A team of researchers from The Wistar Institute has identified a protein that could serve as a target for reprogramming immune system cells exhausted by exposure to chronic viral infection into more effective "soldiers" against certain viruses like HIV, hepatitis C, and hepatitis B, as well as some cancers, such as melanoma.
Effective response by key immune cells in the body, called T cells, is crucial for control of many widespread chronic viral infections such as HIV and hepatitis B and C. Virus-specific CD8 T cells, also known as "killer" T cells, often lose their ability to control viral replication and become less effective over time, a process known as T cell exhaustion. Understanding how optimal antiviral T cell responses are suppressed in these circumstances is crucial to developing strategies to prevent and treat such persisting infections.
In the August 6 on-line issue of Immunity, the research team led by Wistar assistant professor E. John Wherry, Ph.D., describes how the protein Blimp-1 (B-lymphocyte-induced maturation protein 1) represses the normal differentiation of CD8 T cells into memory T cells, which recognize disease-causing agents from previous infections and enable the body to mount faster, stronger immune responses. The team also reports that Blimp-1 causes exhausted CD8 T cells to express inhibitory receptors, which prevent recognition of specific antigens, further weakening immune response.
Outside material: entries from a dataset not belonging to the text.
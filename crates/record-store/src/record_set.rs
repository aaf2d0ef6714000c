//! Immutable record set snapshots.

use std::collections::HashMap;
use std::collections::hash_map;
use std::sync::Arc;

use crate::{RecordId, Version};

/// A snapshot of all records held by a store.
///
/// Record sets are values: every modifying method consumes the set and
/// returns a new one. Storage is shared between clones and only copied when
/// a shared set is modified, so handing snapshots to readers is cheap.
#[derive(Debug, Clone)]
pub struct RecordSet<V> {
    records: Arc<HashMap<RecordId, V>>,
    version: Version,
}

impl<V> RecordSet<V> {
    /// Creates an empty record set at the initial version.
    pub fn new() -> Self {
        Self {
            records: Arc::new(HashMap::new()),
            version: Version::initial(),
        }
    }

    /// Returns the version at which this set was installed.
    pub fn version(&self) -> Version {
        self.version
    }

    /// Looks up a record. Absent identifiers yield `None`.
    pub fn get(&self, id: &str) -> Option<&V> {
        self.records.get(id)
    }

    /// Returns true if a record exists under `id`.
    pub fn contains(&self, id: &str) -> bool {
        self.records.contains_key(id)
    }

    pub fn len(&self) -> usize {
        self.records.len()
    }

    pub fn is_empty(&self) -> bool {
        self.records.is_empty()
    }

    /// Iterates over all records in no particular order.
    pub fn iter(&self) -> hash_map::Iter<'_, RecordId, V> {
        self.records.iter()
    }

    /// Iterates over record values in no particular order.
    pub fn values(&self) -> hash_map::Values<'_, RecordId, V> {
        self.records.values()
    }

    /// Returns the identifiers of all records in no particular order.
    pub fn ids(&self) -> impl Iterator<Item = &RecordId> {
        self.records.keys()
    }

    pub(crate) fn at_version(mut self, version: Version) -> Self {
        self.version = version;
        self
    }
}

impl<V: Clone> RecordSet<V> {
    /// Returns a set where `id` maps to `value`, replacing any previous record.
    pub fn with(mut self, id: impl Into<RecordId>, value: V) -> Self {
        Arc::make_mut(&mut self.records).insert(id.into(), value);
        self
    }

    /// Returns a set without the record under `id`.
    pub fn without(mut self, id: &str) -> Self {
        if self.records.contains_key(id) {
            Arc::make_mut(&mut self.records).remove(id);
        }
        self
    }

    /// Writes `Some(value)` or removes the record for `None`.
    pub fn with_record(self, id: impl Into<RecordId>, value: Option<V>) -> Self {
        let id = id.into();
        match value {
            Some(value) => self.with(id, value),
            None => self.without(id.as_str()),
        }
    }

    /// Returns a set with `f` applied to the record under `id`, if present.
    pub fn map_record(mut self, id: &str, f: impl FnOnce(&mut V)) -> Self {
        if self.records.contains_key(id)
            && let Some(record) = Arc::make_mut(&mut self.records).get_mut(id)
        {
            f(record);
        }
        self
    }
}

impl<V> Default for RecordSet<V> {
    fn default() -> Self {
        Self::new()
    }
}

/// Compares records only; versions are ignored.
impl<V: PartialEq> PartialEq for RecordSet<V> {
    fn eq(&self, other: &Self) -> bool {
        Arc::ptr_eq(&self.records, &other.records) || self.records == other.records
    }
}

impl<V: Eq> Eq for RecordSet<V> {}

impl<V, K: Into<RecordId>> FromIterator<(K, V)> for RecordSet<V> {
    fn from_iter<I: IntoIterator<Item = (K, V)>>(iter: I) -> Self {
        Self {
            records: Arc::new(iter.into_iter().map(|(k, v)| (k.into(), v)).collect()),
            version: Version::initial(),
        }
    }
}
The researchers describe how complete deletion of Blimp-1, which is overexpressed in CD8 T cells during chronic viral infection, reversed these aspects of T cell exhaustion. By identifying Blimp-1 as a transcription factor associated with T cell exhaustion the findings open the window for reprogramming exhausted killer T cells back into prime infection-fighting form.
"We are very excited by the identification of Blimp-1 as a key transcriptional regulator of T cell exhaustion," says senior author Wherry. "Transcription factors like Blimp-1 are key molecules involved in global control of cell fate and differentiation, and Blimp-1 in particular prevents cells from de-differentiating or re-differentiating.
"In other words," continues Wherry, "if we want to make an exhausted T cell a more effective soldier against an infection like HIV, we need to change its differentiation state. Much like scientists are now re-programming terminally differentiated tissues cells to become tissue stem cells, the identification of Blimp-1 in terminally differentiated exhausted T cells suggest that future therapeutics could target this molecule to help re-differentiate exhausted T cells into more functional antiviral effector and/or memory T cells."